What lines of the material below include the string "ShardIteratorType"? Copy all of them.

──────── Material provided ────────

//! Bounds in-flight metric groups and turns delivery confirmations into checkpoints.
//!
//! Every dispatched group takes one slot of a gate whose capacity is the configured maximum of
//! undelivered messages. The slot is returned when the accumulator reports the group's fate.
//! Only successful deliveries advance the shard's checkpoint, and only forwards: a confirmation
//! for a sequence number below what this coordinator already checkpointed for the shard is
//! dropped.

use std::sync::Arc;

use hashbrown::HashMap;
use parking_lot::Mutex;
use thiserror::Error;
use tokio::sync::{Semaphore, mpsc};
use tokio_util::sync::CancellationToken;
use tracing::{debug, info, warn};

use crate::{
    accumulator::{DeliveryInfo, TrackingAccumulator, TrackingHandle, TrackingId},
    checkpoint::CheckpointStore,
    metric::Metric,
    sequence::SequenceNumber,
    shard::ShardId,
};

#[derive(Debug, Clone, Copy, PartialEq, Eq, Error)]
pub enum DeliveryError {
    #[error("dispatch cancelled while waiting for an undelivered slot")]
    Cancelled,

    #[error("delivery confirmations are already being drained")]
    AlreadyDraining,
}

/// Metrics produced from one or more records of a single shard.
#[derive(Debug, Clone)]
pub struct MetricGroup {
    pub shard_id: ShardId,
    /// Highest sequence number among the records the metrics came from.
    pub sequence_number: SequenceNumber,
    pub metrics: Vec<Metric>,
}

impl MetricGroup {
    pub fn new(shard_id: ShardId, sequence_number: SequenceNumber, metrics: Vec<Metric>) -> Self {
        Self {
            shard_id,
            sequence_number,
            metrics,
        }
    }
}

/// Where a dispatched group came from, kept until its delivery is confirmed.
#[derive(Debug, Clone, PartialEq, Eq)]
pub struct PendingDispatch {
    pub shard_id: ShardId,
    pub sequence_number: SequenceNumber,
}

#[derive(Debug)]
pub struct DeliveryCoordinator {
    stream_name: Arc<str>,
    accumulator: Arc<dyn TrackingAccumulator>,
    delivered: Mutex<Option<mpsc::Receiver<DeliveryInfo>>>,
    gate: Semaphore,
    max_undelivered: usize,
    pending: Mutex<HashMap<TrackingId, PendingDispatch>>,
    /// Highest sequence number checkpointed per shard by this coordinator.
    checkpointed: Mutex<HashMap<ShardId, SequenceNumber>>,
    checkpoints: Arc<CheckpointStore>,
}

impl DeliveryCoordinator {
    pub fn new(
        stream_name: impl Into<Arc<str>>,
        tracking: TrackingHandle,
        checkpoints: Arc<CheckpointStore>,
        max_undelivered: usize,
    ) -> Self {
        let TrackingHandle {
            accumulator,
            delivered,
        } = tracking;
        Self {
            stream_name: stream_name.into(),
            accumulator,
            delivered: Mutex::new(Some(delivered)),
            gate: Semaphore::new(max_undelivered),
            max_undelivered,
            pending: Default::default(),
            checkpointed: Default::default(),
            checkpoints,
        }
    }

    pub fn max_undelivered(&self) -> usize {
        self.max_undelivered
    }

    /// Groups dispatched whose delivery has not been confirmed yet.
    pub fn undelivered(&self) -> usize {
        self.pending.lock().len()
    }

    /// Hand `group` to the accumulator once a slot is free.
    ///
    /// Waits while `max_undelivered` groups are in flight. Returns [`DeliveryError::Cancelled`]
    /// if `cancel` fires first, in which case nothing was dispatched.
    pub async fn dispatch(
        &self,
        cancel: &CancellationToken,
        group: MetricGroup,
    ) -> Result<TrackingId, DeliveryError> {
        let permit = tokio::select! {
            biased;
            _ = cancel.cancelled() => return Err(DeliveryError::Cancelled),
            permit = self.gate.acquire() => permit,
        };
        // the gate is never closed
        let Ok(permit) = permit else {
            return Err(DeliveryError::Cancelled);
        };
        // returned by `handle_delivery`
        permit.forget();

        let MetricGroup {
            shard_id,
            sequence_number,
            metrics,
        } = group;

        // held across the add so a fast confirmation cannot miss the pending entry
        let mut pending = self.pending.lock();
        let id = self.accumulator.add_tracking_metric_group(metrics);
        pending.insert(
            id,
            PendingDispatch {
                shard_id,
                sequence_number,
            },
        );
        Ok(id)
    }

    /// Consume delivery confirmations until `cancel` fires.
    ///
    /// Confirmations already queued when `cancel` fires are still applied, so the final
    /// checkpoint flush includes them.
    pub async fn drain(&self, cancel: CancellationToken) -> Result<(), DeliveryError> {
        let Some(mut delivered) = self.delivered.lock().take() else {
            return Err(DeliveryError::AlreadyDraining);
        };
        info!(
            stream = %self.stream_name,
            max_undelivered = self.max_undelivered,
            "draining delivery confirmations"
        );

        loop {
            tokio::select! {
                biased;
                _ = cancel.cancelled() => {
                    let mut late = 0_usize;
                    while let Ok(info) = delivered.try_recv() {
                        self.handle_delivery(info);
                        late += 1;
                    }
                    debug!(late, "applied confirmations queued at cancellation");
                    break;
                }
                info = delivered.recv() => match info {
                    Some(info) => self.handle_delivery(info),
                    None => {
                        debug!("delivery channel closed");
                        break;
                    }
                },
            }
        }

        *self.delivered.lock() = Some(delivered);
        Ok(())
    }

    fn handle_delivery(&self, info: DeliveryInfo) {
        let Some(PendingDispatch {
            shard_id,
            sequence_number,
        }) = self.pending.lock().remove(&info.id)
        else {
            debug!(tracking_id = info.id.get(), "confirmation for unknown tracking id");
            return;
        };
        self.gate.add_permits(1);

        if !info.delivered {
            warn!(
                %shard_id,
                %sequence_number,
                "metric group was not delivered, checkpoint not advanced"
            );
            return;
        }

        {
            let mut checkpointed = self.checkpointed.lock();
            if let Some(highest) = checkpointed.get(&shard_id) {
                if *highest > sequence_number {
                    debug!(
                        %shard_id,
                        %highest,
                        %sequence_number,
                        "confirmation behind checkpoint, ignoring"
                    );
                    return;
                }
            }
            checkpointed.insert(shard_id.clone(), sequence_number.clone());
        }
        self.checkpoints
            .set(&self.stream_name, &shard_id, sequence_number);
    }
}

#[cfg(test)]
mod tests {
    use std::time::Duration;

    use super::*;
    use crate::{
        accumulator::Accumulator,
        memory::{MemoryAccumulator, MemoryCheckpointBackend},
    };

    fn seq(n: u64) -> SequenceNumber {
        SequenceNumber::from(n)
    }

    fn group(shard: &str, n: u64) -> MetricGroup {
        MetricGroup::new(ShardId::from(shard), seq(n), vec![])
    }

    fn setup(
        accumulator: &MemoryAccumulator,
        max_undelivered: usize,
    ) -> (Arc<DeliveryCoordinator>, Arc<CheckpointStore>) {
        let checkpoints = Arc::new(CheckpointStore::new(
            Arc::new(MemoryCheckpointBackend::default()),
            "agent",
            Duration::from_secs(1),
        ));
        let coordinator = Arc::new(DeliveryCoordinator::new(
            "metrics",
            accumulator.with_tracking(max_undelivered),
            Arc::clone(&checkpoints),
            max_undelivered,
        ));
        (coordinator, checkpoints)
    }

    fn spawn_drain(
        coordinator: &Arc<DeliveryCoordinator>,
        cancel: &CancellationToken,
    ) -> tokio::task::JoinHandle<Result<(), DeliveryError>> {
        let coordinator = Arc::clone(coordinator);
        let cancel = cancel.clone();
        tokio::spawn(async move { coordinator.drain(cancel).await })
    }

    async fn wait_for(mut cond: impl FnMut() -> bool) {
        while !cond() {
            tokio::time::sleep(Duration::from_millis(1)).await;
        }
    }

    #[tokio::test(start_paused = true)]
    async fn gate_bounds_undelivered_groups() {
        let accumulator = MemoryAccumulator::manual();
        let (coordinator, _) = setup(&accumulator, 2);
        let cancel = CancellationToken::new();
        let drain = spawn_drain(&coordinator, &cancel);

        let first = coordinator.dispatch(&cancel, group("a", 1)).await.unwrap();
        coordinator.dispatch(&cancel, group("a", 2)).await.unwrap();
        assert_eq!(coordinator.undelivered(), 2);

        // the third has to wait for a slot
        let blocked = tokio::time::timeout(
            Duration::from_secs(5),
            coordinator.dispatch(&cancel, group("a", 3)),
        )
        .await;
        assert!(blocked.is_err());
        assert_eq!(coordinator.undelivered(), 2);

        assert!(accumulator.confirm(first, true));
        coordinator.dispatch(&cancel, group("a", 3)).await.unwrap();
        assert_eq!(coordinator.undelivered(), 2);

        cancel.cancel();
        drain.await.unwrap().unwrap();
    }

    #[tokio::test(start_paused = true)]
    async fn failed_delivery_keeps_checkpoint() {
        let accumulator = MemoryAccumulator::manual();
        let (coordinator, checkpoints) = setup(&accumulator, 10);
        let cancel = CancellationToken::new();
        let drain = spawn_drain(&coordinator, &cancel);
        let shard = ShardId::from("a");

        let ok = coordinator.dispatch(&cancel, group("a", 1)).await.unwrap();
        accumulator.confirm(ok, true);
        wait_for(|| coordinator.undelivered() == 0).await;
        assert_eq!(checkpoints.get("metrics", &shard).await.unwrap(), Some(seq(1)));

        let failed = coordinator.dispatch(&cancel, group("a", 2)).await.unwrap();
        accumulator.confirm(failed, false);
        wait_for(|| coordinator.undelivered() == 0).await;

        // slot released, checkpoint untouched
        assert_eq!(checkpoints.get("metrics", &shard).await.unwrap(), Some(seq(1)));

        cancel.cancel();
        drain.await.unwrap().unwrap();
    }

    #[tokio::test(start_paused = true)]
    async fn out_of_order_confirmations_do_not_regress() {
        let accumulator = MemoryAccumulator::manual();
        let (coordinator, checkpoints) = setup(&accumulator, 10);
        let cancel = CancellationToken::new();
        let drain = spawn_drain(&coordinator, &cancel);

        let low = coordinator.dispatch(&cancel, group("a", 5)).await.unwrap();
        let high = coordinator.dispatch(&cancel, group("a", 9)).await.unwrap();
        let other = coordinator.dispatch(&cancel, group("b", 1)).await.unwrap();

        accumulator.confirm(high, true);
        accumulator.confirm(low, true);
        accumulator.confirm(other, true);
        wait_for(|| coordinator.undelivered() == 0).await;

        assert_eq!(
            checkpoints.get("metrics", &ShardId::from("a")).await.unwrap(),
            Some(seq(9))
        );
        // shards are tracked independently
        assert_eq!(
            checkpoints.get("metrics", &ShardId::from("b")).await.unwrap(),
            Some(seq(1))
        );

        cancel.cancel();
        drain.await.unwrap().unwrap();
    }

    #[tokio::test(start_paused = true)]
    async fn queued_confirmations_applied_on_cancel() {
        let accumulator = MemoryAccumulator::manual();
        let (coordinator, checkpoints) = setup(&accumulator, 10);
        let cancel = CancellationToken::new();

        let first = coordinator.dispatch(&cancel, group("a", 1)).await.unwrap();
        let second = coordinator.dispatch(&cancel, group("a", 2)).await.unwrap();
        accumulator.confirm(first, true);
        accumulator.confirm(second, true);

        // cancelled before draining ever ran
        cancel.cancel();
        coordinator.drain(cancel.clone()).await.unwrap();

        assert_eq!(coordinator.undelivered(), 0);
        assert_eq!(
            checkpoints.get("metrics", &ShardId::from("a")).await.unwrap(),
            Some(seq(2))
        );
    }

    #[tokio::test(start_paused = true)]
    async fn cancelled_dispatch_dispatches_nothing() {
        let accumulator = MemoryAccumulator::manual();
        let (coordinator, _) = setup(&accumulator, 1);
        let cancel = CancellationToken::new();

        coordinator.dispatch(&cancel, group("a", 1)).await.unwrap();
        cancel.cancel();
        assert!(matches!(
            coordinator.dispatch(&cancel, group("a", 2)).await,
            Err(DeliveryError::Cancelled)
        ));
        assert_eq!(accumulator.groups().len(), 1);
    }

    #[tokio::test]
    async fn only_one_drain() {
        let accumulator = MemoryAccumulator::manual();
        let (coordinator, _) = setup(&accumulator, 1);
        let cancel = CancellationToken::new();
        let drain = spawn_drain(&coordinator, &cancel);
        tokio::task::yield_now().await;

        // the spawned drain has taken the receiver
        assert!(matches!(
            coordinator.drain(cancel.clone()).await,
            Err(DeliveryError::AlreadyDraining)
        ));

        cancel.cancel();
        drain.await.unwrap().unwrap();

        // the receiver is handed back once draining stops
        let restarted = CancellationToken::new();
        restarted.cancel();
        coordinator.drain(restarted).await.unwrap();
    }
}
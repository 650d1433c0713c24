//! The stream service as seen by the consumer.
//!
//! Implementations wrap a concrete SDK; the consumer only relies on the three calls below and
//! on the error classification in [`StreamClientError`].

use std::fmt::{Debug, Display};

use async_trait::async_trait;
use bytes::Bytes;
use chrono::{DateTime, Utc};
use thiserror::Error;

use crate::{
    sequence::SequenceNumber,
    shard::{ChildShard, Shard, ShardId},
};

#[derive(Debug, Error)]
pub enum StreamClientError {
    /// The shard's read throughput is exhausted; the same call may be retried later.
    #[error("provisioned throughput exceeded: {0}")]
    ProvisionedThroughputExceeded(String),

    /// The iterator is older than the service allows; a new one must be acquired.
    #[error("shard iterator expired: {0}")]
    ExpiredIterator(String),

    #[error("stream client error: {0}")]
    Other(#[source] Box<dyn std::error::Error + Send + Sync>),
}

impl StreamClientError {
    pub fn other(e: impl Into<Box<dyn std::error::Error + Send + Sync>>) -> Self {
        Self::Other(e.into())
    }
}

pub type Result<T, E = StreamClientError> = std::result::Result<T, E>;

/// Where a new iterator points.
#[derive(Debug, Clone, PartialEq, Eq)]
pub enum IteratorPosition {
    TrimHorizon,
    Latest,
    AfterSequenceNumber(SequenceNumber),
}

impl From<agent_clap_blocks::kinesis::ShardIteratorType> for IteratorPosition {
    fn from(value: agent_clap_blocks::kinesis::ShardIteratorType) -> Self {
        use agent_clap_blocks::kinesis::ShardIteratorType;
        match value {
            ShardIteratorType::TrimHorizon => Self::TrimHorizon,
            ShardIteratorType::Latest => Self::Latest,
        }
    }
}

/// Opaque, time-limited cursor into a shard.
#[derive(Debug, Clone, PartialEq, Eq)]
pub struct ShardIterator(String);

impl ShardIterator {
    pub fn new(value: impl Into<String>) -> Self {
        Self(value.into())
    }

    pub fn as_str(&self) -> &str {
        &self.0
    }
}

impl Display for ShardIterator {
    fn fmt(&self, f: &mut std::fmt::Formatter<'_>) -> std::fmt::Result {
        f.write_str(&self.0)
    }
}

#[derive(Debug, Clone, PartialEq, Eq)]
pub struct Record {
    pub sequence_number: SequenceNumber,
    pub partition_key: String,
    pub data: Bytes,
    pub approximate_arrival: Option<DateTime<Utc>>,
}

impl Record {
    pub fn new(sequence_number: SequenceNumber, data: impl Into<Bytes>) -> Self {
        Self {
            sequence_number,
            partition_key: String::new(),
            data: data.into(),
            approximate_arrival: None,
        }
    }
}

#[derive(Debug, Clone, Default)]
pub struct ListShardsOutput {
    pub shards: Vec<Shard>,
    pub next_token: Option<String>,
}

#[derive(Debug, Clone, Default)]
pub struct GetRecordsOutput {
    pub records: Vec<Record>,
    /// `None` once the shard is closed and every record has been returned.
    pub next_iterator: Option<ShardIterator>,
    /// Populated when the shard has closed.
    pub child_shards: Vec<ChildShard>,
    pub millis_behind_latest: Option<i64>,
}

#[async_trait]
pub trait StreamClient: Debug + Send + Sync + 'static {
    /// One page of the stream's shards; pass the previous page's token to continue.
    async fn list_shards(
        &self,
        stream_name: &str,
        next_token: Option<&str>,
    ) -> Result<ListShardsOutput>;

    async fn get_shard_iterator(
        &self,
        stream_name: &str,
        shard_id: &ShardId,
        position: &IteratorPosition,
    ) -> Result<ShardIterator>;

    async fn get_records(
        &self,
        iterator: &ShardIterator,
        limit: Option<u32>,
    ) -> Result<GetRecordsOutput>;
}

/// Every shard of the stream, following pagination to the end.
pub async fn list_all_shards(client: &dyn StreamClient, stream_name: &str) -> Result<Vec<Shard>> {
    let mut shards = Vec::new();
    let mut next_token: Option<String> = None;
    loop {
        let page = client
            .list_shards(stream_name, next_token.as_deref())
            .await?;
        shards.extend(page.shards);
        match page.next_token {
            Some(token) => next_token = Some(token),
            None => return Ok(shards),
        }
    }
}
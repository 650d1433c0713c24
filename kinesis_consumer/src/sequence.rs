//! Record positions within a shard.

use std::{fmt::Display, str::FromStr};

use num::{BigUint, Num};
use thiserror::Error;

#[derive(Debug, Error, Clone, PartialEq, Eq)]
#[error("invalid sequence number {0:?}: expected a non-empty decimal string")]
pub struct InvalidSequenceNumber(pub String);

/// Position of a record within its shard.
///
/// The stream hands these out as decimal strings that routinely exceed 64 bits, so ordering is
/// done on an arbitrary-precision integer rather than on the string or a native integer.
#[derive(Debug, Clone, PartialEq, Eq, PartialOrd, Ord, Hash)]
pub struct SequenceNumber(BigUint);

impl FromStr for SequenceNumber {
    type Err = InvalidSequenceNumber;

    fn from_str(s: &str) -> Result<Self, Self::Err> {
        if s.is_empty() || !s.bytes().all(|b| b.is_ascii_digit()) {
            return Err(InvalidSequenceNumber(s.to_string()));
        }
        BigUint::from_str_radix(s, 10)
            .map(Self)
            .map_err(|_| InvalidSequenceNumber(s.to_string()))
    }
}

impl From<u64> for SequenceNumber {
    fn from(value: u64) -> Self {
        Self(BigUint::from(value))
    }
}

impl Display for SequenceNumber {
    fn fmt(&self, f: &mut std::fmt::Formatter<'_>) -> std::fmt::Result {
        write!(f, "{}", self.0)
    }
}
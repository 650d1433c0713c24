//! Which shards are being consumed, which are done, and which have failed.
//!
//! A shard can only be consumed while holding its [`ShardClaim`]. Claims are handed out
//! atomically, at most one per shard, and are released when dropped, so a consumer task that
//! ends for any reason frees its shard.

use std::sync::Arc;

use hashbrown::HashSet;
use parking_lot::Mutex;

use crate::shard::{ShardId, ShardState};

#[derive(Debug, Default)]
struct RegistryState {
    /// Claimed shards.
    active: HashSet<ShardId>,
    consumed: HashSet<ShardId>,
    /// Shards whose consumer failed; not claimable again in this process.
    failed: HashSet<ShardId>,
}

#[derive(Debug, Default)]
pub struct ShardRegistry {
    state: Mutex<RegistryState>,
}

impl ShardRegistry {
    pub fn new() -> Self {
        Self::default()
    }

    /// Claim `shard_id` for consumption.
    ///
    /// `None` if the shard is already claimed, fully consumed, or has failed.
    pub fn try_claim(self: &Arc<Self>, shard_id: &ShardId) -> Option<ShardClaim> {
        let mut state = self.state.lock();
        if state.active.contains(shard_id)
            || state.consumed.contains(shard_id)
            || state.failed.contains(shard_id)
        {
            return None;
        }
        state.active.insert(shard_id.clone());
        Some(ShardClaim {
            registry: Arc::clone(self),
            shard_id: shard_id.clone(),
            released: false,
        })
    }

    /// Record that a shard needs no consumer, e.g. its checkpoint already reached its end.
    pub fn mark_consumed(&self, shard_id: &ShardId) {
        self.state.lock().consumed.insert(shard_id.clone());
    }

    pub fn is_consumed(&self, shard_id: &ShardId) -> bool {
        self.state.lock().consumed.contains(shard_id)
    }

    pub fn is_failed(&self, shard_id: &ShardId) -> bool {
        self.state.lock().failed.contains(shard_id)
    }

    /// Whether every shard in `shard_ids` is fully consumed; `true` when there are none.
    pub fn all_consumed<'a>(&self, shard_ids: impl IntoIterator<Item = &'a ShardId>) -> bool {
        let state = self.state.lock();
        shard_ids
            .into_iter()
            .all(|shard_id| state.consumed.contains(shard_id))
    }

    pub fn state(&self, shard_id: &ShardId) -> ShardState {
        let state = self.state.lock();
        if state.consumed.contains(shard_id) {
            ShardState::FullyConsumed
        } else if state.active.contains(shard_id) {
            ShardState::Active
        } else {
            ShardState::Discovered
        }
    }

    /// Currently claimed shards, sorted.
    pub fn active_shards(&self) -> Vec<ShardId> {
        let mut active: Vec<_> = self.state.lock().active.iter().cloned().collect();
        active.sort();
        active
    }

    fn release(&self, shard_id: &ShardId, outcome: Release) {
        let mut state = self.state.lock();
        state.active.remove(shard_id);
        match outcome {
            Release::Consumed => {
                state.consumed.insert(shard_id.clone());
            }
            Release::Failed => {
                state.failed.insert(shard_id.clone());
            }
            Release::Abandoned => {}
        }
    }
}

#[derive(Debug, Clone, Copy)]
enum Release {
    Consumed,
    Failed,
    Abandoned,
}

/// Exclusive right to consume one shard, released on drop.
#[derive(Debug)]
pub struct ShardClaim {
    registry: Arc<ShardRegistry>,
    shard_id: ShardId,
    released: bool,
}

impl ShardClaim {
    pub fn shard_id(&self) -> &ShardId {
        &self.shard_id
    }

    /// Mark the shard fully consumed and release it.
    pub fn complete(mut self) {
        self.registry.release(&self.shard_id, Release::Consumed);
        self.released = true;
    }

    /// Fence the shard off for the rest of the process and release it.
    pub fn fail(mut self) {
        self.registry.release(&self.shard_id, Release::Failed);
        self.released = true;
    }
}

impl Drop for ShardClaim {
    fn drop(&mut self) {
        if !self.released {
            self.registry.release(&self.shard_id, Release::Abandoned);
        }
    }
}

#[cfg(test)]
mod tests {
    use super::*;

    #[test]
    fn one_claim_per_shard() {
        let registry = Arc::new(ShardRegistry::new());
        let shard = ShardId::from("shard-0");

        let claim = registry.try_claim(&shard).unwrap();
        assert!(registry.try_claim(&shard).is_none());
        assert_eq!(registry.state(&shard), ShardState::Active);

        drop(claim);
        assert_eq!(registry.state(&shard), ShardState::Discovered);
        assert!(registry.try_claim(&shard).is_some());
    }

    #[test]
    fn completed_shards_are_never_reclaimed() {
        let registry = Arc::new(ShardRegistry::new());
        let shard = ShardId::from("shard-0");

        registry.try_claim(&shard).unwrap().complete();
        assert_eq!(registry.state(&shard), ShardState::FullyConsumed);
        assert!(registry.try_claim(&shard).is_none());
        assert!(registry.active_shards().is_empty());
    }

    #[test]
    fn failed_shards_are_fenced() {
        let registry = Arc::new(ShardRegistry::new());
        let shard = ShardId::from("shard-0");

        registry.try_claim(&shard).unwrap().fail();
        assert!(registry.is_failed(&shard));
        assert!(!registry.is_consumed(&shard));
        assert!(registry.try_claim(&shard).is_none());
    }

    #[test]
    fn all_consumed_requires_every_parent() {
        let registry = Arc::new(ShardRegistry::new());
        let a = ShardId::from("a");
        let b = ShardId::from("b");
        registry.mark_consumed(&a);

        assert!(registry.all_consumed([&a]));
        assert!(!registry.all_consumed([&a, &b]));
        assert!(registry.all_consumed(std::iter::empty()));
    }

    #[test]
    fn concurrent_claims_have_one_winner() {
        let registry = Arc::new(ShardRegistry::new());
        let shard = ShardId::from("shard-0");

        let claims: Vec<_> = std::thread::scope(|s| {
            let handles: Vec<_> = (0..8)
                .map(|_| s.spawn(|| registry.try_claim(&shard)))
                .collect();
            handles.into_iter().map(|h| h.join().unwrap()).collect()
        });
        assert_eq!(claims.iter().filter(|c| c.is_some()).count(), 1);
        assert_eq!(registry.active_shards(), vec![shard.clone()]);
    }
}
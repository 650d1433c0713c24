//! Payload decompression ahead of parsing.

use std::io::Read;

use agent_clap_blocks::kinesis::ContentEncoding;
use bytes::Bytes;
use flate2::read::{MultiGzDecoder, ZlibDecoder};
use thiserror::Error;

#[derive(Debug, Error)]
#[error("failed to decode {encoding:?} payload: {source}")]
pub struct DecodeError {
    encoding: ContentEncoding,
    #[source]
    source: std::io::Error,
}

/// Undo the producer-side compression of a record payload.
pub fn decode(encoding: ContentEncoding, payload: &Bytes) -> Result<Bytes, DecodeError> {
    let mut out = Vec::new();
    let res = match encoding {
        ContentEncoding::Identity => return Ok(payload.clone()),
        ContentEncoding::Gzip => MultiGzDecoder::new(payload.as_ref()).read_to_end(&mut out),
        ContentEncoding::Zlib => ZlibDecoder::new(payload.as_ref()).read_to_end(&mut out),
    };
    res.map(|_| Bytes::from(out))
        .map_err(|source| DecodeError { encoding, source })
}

────────

Answer to this exercise:
impl From<agent_clap_blocks::kinesis::ShardIteratorType> for IteratorPosition {
    fn from(value: agent_clap_blocks::kinesis::ShardIteratorType) -> Self {
        use agent_clap_blocks::kinesis::ShardIteratorType;
            ShardIteratorType::TrimHorizon => Self::TrimHorizon,
            ShardIteratorType::Latest => Self::Latest,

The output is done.